Private and public contracts for ACSL

Context: CEA List, Software Safety and Security Lab

CEA List’s offices are located at the heart of Université Paris-Saclay, the largest European cluster of public and private research. Within CEA List, the Software Safety and Security Lab has an ambitious goal: help designers, developers and validation experts ship high-confidence systems and software.

Systems in our surroundings are getting more and more complex, and we have built a reputation for efficiently using formal reasoning to demonstrate their trustworthiness through the design of methods and tools to ensure that real-world systems can comply with the highest safety and security standards. In doing so, we get to interact with the most creative people in academia and the industry, worldwide.

Our organizational structure is simple: those who pioneer new concepts are the ones who get to implement them. We are a fifty-person team, and your work will have a direct and visible impact on the state of formal verification.

Work Description

Our team develops Frama-C, a code analysis platform for C programs which provides several analyzers as plug-ins. Frama-C itself is developed in Ocaml. Frama-C allows the user to annotate C programs with formal specifications written in a specification language named ACSL. Frama-C can then ensure that a C program satisfies its formal specification by relying on several techniques including abstract interpretation, weakest preconditions calculus, and runtime assertion checking.

When developing a software component, we generally do not expose the same level of visibility in the component (its implementation, the private view) and out of it (its API, the public view). However, this architectural aspect of software design is today an important difficulty for verifying system with Frama-C, since we need to expose all the internal details of the implementation in the specification because ACSL does not distinguish between public and private specifications.

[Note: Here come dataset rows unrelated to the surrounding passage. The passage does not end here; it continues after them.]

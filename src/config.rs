//! Client configuration.
//!
//! A [`ClientConfig`] names the search domain endpoint and the API version
//! requests are made against. It can be built in code or loaded from a JSON
//! file:
//!
//! ```json
//! { "endpoint": "search-movies-abc123.us-west-2.cloudsearch.amazonaws.com" }
//! ```

use std::fs;
use std::path::Path;

use serde::{Deserialize, Serialize};

use crate::error::{CloudSearchError, Result};
use crate::query::params::{QueryParams, search_path};

/// The API version requests are made against by default.
pub const LATEST_API_VERSION: &str = "2011-02-01";

/// Region assumed when the endpoint host does not name one.
pub const DEFAULT_REGION: &str = "us-east-1";

/// Endpoint settings for query and document clients.
#[derive(Debug, Clone, PartialEq, Eq, Serialize, Deserialize)]
pub struct ClientConfig {
    /// Domain endpoint, either a bare host or a full URL.
    #[serde(default)]
    pub endpoint: String,

    /// Scheme used when the endpoint is a bare host.
    #[serde(default = "default_scheme")]
    pub scheme: String,

    /// API version path segment.
    #[serde(default = "default_api_version")]
    pub api_version: String,
}

fn default_scheme() -> String {
    "https".to_string()
}

fn default_api_version() -> String {
    LATEST_API_VERSION.to_string()
}

impl Default for ClientConfig {
    fn default() -> Self {
        Self {
            endpoint: String::new(),
            scheme: default_scheme(),
            api_version: default_api_version(),
        }
    }
}

impl ClientConfig {
    /// Create a configuration for an endpoint with default settings.
    pub fn new<S: Into<String>>(endpoint: S) -> Self {
        Self {
            endpoint: endpoint.into(),
            ..Self::default()
        }
    }

    /// Set the scheme used for bare hosts.
    pub fn with_scheme<S: Into<String>>(mut self, scheme: S) -> Self {
        self.scheme = scheme.into();
        self
    }

    /// Set the API version.
    pub fn with_api_version<S: Into<String>>(mut self, api_version: S) -> Self {
        self.api_version = api_version.into();
        self
    }

    /// Load a configuration from a JSON file.
    pub fn from_file<P: AsRef<Path>>(path: P) -> Result<Self> {
        let path = path.as_ref();
        let content = fs::read_to_string(path)?;
        let config: ClientConfig = serde_json::from_str(&content)?;
        log::debug!("loaded client config from {}", path.display());
        config.validate()?;
        Ok(config)
    }

    /// Check that an endpoint is present.
    pub fn validate(&self) -> Result<()> {
        if self.endpoint.trim().is_empty() {
            return Err(CloudSearchError::invalid_config(
                "You must provide the endpoint for the CloudSearch domain",
            ));
        }
        Ok(())
    }

    /// Base URL of the domain, with the scheme prefixed to bare hosts.
    pub fn base_url(&self) -> Result<String> {
        self.validate()?;
        let endpoint = self.endpoint.trim().trim_end_matches('/');
        if endpoint.starts_with("http") {
            Ok(endpoint.to_string())
        } else {
            Ok(format!("{}://{endpoint}", self.scheme))
        }
    }

    /// Host part of the endpoint.
    pub fn host(&self) -> Result<String> {
        let base = self.base_url()?;
        let rest = base.split_once("://").map_or(base.as_str(), |(_, rest)| rest);
        let host = rest.split(['/', ':']).next().unwrap_or_default();
        Ok(host.to_string())
    }

    /// Region named by the endpoint host.
    ///
    /// Domain endpoints look like `search-<domain>-<id>.<region>.cloudsearch.amazonaws.com`,
    /// so the region is the second label of the host.
    pub fn region(&self) -> Result<String> {
        let host = self.host()?;
        let labels: Vec<&str> = host.split('.').collect();
        if labels.len() >= 2 {
            Ok(labels[1].to_string())
        } else {
            Ok(DEFAULT_REGION.to_string())
        }
    }

    /// Full search URL for a parameter mapping.
    pub fn search_url(&self, params: &QueryParams) -> Result<String> {
        let mut url = format!("{}{}", self.base_url()?, search_path(&self.api_version));
        if !params.is_empty() {
            url.push('?');
            url.push_str(&params.to_query_string());
        }
        Ok(url)
    }

    /// URL of the document batch endpoint.
    pub fn batch_url(&self) -> Result<String> {
        Ok(format!(
            "{}/{}/documents/batch",
            self.base_url()?,
            self.api_version
        ))
    }
}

Having these two kinds of specification would be interesting for two main reasons:

  • first, it would not be needed modifying software components to verify them using Frama-C, which is a strong need, in particular for certification purposes,
  • second, this separation of views would improve verification modularity, which is always useful for scalability.

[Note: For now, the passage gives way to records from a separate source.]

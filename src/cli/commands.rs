//! Command implementations for the cloudsearch-query CLI.

use std::fs::File;
use std::io::{self, BufRead, BufReader};

use crate::cli::args::*;
use crate::cli::output::*;
use crate::config::ClientConfig;
use crate::document::{BatchDocument, BatchOperation, DocumentBatch};
use crate::error::{CloudSearchError, Result};
use crate::query::{RankArg, SearchQuery, SortOrder, TextLiteral};

/// Execute a CLI command.
pub fn execute_command(args: CloudSearchArgs) -> Result<()> {
    match &args.command {
        Command::Query(query_args) => run_query(query_args, &args),
        Command::Url(url_args) => run_url(url_args, &args),
        Command::Batch(batch_args) => run_batch(batch_args, &args),
    }
}

/// Print the parameters of a query.
fn run_query(args: &QueryCommandArgs, cli_args: &CloudSearchArgs) -> Result<()> {
    let params = build_query(&args.query)?.build()?;

    if args.encoded {
        println!("{}", params.to_query_string());
        return Ok(());
    }

    output_params(&params, cli_args)
}

/// Print the search URL of a query.
fn run_url(args: &UrlArgs, cli_args: &CloudSearchArgs) -> Result<()> {
    let config = resolve_config(args)?;
    let params = build_query(&args.query)?.build()?;
    let url = config.search_url(&params)?;

    output_result(
        &format!("Search URL ({})", config.region()?),
        &UrlResult { url },
        cli_args,
    )
}

/// Validate JSON-lines documents and print the batch.
fn run_batch(args: &BatchArgs, cli_args: &CloudSearchArgs) -> Result<()> {
    let batch = match &args.document_file {
        Some(path) => {
            log::info!("reading documents from {}", path.display());
            read_batch(BufReader::new(File::open(path)?))?
        }
        None => read_batch(io::stdin().lock())?,
    };

    log::info!(
        "batch contains {} adds and {} deletes",
        batch.adds(),
        batch.deletes()
    );

    output_batch(&batch, cli_args)
}

/// Turn query flags into a builder.
pub fn build_query(args: &QueryArgs) -> Result<SearchQuery> {
    let mut query = SearchQuery::new();
    let mut clauses = Vec::new();

    for spec in &args.fields {
        let (name, value) = split_pair(spec, "--field")?;
        let mut literal = TextLiteral::new(value);
        if args.wildcard {
            literal.add_wildcard();
        }
        clauses.push(query.field(name, literal));
    }

    for spec in &args.filters {
        let (name, range) = split_pair(spec, "--filter")?;
        clauses.push(query.filter(name, range)?);
    }

    // Several live expressions are already joined with `and` when rendered.
    if args.or && clauses.len() > 1 {
        query.or(clauses)?;
    }

    if let Some(q) = &args.q {
        query.q(q);
    }

    if !args.facet.is_empty() {
        query.facet(args.facet.clone());
    }

    if !args.rank.is_empty() {
        query.rank(rank_args(&args.rank))?;
    }

    for spec in &args.define_ranks {
        let (name, expression) = split_pair(spec, "--define-rank")?;
        query.define_rank(name, expression);
    }

    for spec in &args.thresholds {
        let (name, range) = split_pair(spec, "--threshold")?;
        query.threshold(name, range)?;
    }

    if let Some(results_type) = &args.results_type {
        query.results_type(results_type.as_str())?;
    }

    if !args.return_fields.is_empty() {
        query.return_fields(args.return_fields.clone());
    }

    if let Some(start) = args.start {
        query.start(start);
    }

    if let Some(size) = args.size {
        query.size(size);
    }

    Ok(query)
}

/// Read a batch from JSON lines.
///
/// Lines with a `type` key are operations; other lines are documents to add.
/// Blank lines are skipped.
pub fn read_batch<R: BufRead>(reader: R) -> Result<DocumentBatch> {
    let mut batch = DocumentBatch::new();

    for (line_num, line) in reader.lines().enumerate() {
        let line = line?;
        if line.trim().is_empty() {
            continue;
        }

        let value: serde_json::Value = serde_json::from_str(&line).map_err(|e| {
            CloudSearchError::invalid_document(format!("line {}: {e}", line_num + 1))
        })?;

        let operation = if value.get("type").is_some() {
            serde_json::from_value::<BatchOperation>(value)
        } else {
            serde_json::from_value::<BatchDocument>(value).map(BatchOperation::Add)
        }
        .map_err(|e| CloudSearchError::invalid_document(format!("line {}: {e}", line_num + 1)))?;

        batch.push(operation)?;
    }

    batch.ensure_not_empty()?;
    Ok(batch)
}

fn resolve_config(args: &UrlArgs) -> Result<ClientConfig> {
    let mut config = match &args.config {
        Some(path) => ClientConfig::from_file(path)?,
        None => ClientConfig::default(),
    };

    if let Some(endpoint) = &args.endpoint {
        config.endpoint = endpoint.clone();
    }
    if let Some(api_version) = &args.api_version {
        config = config.with_api_version(api_version.as_str());
    }

    config.validate()?;
    Ok(config)
}

fn rank_args(ranks: &[String]) -> Vec<RankArg> {
    let mut args = Vec::with_capacity(ranks.len());
    for rank in ranks {
        match rank.strip_prefix('-') {
            Some(name) => {
                args.push(RankArg::from(name));
                args.push(RankArg::from(SortOrder::Desc));
            }
            None => args.push(RankArg::from(rank.as_str())),
        }
    }
    args
}

fn split_pair<'a>(spec: &'a str, flag: &str) -> Result<(&'a str, &'a str)> {
    match spec.split_once('=') {
        Some((name, value)) if !name.trim().is_empty() => Ok((name.trim(), value)),
        _ => Err(CloudSearchError::malformed(format!(
            "{flag} expects NAME=VALUE, got '{spec}'"
        ))),
    }
}

#[cfg(test)]
mod tests {
    use super::*;

    fn args(fields: &[&str], filters: &[&str]) -> QueryArgs {
        QueryArgs {
            fields: fields.iter().map(|s| s.to_string()).collect(),
            filters: filters.iter().map(|s| s.to_string()).collect(),
            ..QueryArgs::default()
        }
    }

    #[test]
    fn test_build_query_implicit_and() {
        let query = build_query(&args(&["title=star wars"], &["year=1990.."])).unwrap();
        assert_eq!(
            query.boolean_query().unwrap(),
            "(and (field title 'star wars') (filter year 1990..))"
        );
    }

    #[test]
    fn test_build_query_or_and_wildcard() {
        let mut query_args = args(&["title=star", "director=lucas"], &[]);
        query_args.or = true;
        query_args.wildcard = true;

        let query = build_query(&query_args).unwrap();
        assert_eq!(
            query.boolean_query().unwrap(),
            "(or (field title 'star*') (field director 'lucas*'))"
        );
    }

    #[test]
    fn test_build_query_rank_and_paging() {
        let mut query_args = args(&[], &[]);
        query_args.q = Some("dune".to_string());
        query_args.rank = vec!["-year".to_string(), "title".to_string()];
        query_args.define_ranks = vec!["score=text_relevance*2".to_string()];
        query_args.start = Some(-3);
        query_args.size = Some(20);

        let params = build_query(&query_args).unwrap().build().unwrap();
        assert_eq!(params.get_str("rank"), Some("-year,title"));
        assert_eq!(params.get_str("rank-score"), Some("text_relevance*2"));
        assert_eq!(params.get_int("start"), Some(0));
        assert_eq!(params.get_int("size"), Some(20));
    }

    #[test]
    fn test_malformed_pairs() {
        assert!(build_query(&args(&["title"], &[])).is_err());
        assert!(build_query(&args(&[], &["=5"])).is_err());
        assert!(matches!(
            build_query(&args(&[], &["year=soon"])),
            Err(CloudSearchError::MalformedLiteral(_))
        ));
    }

    #[test]
    fn test_read_batch() {
        let input = "\
{\"id\":\"doc1\",\"version\":1,\"fields\":{\"title\":\"Dune\",\"year\":1965}}

{\"type\":\"delete\",\"id\":\"doc2\",\"version\":2}
";
        let batch = read_batch(input.as_bytes()).unwrap();
        assert_eq!(batch.adds(), 1);
        assert_eq!(batch.deletes(), 1);
    }

    #[test]
    fn test_read_batch_errors() {
        assert!(read_batch("".as_bytes()).is_err());
        assert!(read_batch("not json\n".as_bytes()).is_err());
        assert!(read_batch("{\"id\":\"Bad\",\"version\":1}\n".as_bytes()).is_err());
    }
}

Of course, having this separation between public and private specification implies important research questions related to correctness and analysis hypotheses. The goal of this 18/24 months postdoc is thus to:

  • study the State of the Art,
  • design the feature in ACSL,
  • determine the changes needed in ACSL++,
  • extend the Frama-C kernel and adapt main analyzers,
  • evaluate the feature on realistic case studies.

Qualifications

Knowledge in at least one of the following fields is required:

  • OCaml programming (at least, functional programming)
  • C programming
  • semantics of programming languages
  • static analysis
  • formal specification

Application

This position will be filled as soon as possible; yet a 3+-months procedure for administrative and security purposes is required.